The internet and social media have forever changed the way traditional media and the news process operates. So, it follows that corporations and organisations need to review the future role of their spokespeople, their (multi) media communication skills and the training they need to fulfil these.
Director Sam Elam discusses changes to media training, interview techniques and the need for on camera presentation skills.
So is traditional media training still relevant?
Those who answer “No!” would argue that with the mainstream media – dying a slow (some would say fast!) death – media skills training is now redundant, just like the hundreds of journalists caught in the mass layoffs in recent years.
They would also argue that there are fewer journalists left as well as opportunities for proactive commentary or reactive response; so, they argue, why bother with training? How shortsighted and ‘old school’!
The new reality of media skills training.
The opposite is true and clearly points to increased importance of maintaining or improving your executives’ media, communication and presentation skills through ongoing training.
Far from withering to virtual extinction, the media world has exploded.
Here are just a few changes to think about;
- TV shows are no longer just aired at the time slot in the TV guide but round-the-clock online, ‘on demand’ viewing with updates and commentary on media’s Facebook and Twitter newsfeeds;
- Traditional print publishers are now online, multimedia entities, hosting radio and TV clips compiled by their newly, multi-skilled reporters or publishing material from affiliated stations alongside their own content;
- Underscoring them all are wire service reporters filing endless stories from numerous mainstream, online and social media sources.

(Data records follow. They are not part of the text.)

impl SessionMachine {
    pub fn new() -> Self {
        Self {
            phase: Phase::Idle,
            session: None,
            device: None,
            creating: false,
            connected: false,
            started_from_device: false,
        }
    }

    // ── Consultas ──

    pub fn phase(&self) -> Phase {
        self.phase
    }

    pub fn session(&self) -> Option<&Session> {
        self.session.as_ref()
    }

    pub fn session_id(&self) -> Option<&str> {
        self.session.as_ref().map(|s| s.id.as_str())
    }

    pub fn device(&self) -> Option<&PortTarget> {
        self.device.as_ref()
    }

    pub fn is_connected(&self) -> bool {
        self.connected
    }

    pub fn is_monitoring(&self) -> bool {
        self.phase == Phase::Monitoring
    }

    pub fn started_from_device(&self) -> bool {
        self.started_from_device
    }

    // ── Transições ──

    /// Seleciona o alvo de conexão. Só com a porta fechada e fora de
    /// monitoramento.
    pub fn select_device(&mut self, target: PortTarget) -> Result<Transition, StateError> {
        match self.phase {
            Phase::Monitoring => return Err(StateError::MonitoringActive),
            Phase::Stopped => return Err(StateError::SessionEnded),
            Phase::Connected => return Err(StateError::AlreadyConnected),
            Phase::Idle | Phase::DeviceSelected | Phase::Disconnected => {}
        }
        if self.device.as_ref() == Some(&target) && self.phase == Phase::DeviceSelected {
            return Ok(Transition::Unchanged);
        }
        self.device = Some(target);
        self.phase = Phase::DeviceSelected;
        Ok(Transition::Changed)
    }

    /// Associa a sessão recém-criada no store e libera a reserva.
    pub fn attach_session(&mut self, session: Session) -> Result<Transition, StateError> {
        if self.session.is_some() {
            return Err(StateError::SessionAlreadyHeld);
        }
        self.creating = false;
        self.session = Some(session);
        Ok(Transition::Changed)
    }

    /// Verifica se uma sessão pode ser criada agora.
    pub fn can_create_session(&self) -> Result<(), StateError> {
        if self.session.is_some() {
            return Err(StateError::SessionAlreadyHeld);
        }
        if self.creating {
            return Err(StateError::SessionPending);
        }
        Ok(())
    }

    /// Reserva a criação antes da chamada ao store: uma segunda criação
    /// concorrente é recusada até [`attach_session`](Self::attach_session)
    /// ou [`abort_create`](Self::abort_create).
    pub fn begin_create(&mut self) -> Result<(), StateError> {
        self.can_create_session()?;
        self.creating = true;
        Ok(())
    }

    /// O store recusou a criação; libera a reserva.
    pub fn abort_create(&mut self) {
        self.creating = false;
    }

    /// Verifica as pré-condições de abertura da porta.
    pub fn can_connect(&self) -> Result<&PortTarget, StateError> {
        if self.connected {
            return Err(StateError::AlreadyConnected);
        }
        if self.session.is_none() {
            return Err(StateError::NoSession);
        }
        self.device.as_ref().ok_or(StateError::NoDevice)
    }

    /// A porta foi aberta com sucesso.
    pub fn connected(&mut self) -> Result<Transition, StateError> {
        self.can_connect()?;
        self.connected = true;
        if matches!(self.phase, Phase::DeviceSelected | Phase::Disconnected) {
            self.phase = Phase::Connected;
        }
        Ok(Transition::Changed)
    }

    /// A porta foi fechada (pelo operador ou por erro de leitura).
    ///
    /// Durante o monitoramento a fase não muda: a ingestão só para porque
    /// não chegam mais linhas.
    pub fn disconnected(&mut self) -> Transition {
        if !self.connected {
            return Transition::Unchanged;
        }
        self.connected = false;
        if self.phase == Phase::Connected {
            self.phase = Phase::Disconnected;
        }
        Transition::Changed
    }

    /// Verifica se o comando de início deve ser enviado ao dispositivo.
    /// `Ok(Unchanged)` significa que já está monitorando.
    pub fn check_start(&self) -> Result<Transition, StateError> {
        if self.session.is_none() {
            return Err(StateError::NoSession);
        }
        match self.phase {
            Phase::Monitoring => Ok(Transition::Unchanged),
            Phase::Stopped => Err(StateError::SessionEnded),
            _ if !self.connected => Err(StateError::NotConnected),
            _ => Ok(Transition::Changed),
        }
    }

    /// Início pelo operador.
    pub fn request_start(&mut self) -> Result<Transition, StateError> {
        let transition = self.check_start()?;
        if transition == Transition::Changed {
            self.phase = Phase::Monitoring;
            self.started_from_device = false;
        }
        Ok(transition)
    }

    /// Uma leitura válida chegou do dispositivo.
    pub fn on_reading(&mut self) -> Gate {
        match self.phase {
            Phase::Monitoring => Gate::Accept {
                auto_started: false,
            },
            Phase::Connected if self.session.is_some() => {
                self.phase = Phase::Monitoring;
                self.started_from_device = true;
                Gate::Accept { auto_started: true }
            }
            _ => Gate::Drop,
        }
    }

    /// Verifica se o comando de parada deve ser enviado.
    pub fn check_stop(&self) -> Result<Transition, StateError> {
        match self.phase {
            Phase::Monitoring => Ok(Transition::Changed),
            Phase::Stopped => Ok(Transition::Unchanged),
            _ => Err(StateError::NotMonitoring),
        }
    }

    /// Finaliza o monitoramento e marca a sessão como encerrada em `now`,
    /// antes da confirmação do store.
    pub fn request_stop(&mut self, now: DateTime<Utc>) -> Result<Transition, StateError> {
        let transition = self.check_stop()?;
        if transition == Transition::Changed {
            self.phase = Phase::Stopped;
            if let Some(session) = self.session.as_mut() {
                session.ended_at = Some(now);
            }
        }
        Ok(transition)
    }

    /// Substitui a sessão local pela versão confirmada pelo store.
    pub fn confirm_session(&mut self, confirmed: Session) {
        if let Some(session) = self.session.as_mut() {
            if session.id == confirmed.id {
                session.ended_at = confirmed.ended_at.or(session.ended_at);
            }
        }
    }

    /// Volta a `Idle`. Recusado durante o monitoramento.
    ///
    /// Quem chama é responsável por fechar a conexão antes.
    pub fn reset(&mut self) -> Result<Transition, StateError> {
        if self.is_monitoring() {
            return Err(StateError::MonitoringActive);
        }
        *self = Self::new();
        Ok(Transition::Changed)
    }
}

Roll all those realities up with the growing demand for multimedia content – such as corporate video presentations; marketing content pitched to bloggers, online magazines and digital mastheads (because not all businesses will be in the mainstream news cycle) – and the need to know how to properly and professionally present yourself and your messages cannot be emphasised enough.
Even more reason to ensure you undertake any media interview with your eyes wide open, confidently knowing how to control what you say and how you say it.
Multimedia skills training
“In simple terms, what’s changed is the type and choice of media channel, the delivery method and the nature of the journalist,” says Sam Elam, Managing Director of Media Manoeuvres.
“By contrast, what has NOT changed are the ground rules for media engagement that businesses must understand.”
In short, your interview can be published online – whether in third party media titles or on your own corporate website, then ‘lifted’ and rebroadcast by other journalists then recycled again by yet more media outlets and social media.
“How this is all relevant to media training is that regardless of the medium, spokespeople still have to interact with journalists of all types to get to their point and messages across and to keep their key messages clear – and that’s where skills training to include media training and on-camera presentation skills comes in,” said Elam.
The embracing of social by reporters
Initially slow to embrace the preferred channels of digital natives, reporters are fast claiming their own ground on social media, particularly Twitter.
With such a crowded landscape, the attention span of the media consumer is diminishing and the clamour of the internet and social media means key messages need to be even simpler in structure and sharper in substance.
“All of which reinforces the need to manage your message from the outset, or be put at great disadvantage,” explains Elam.
The need for media training of executives and leadership teams is far from diminishing. The foundation principles and skills of delivering clear, succinct, strategic messages applies as ever before but with a much wider spread of channels, through which, they must now be delivered.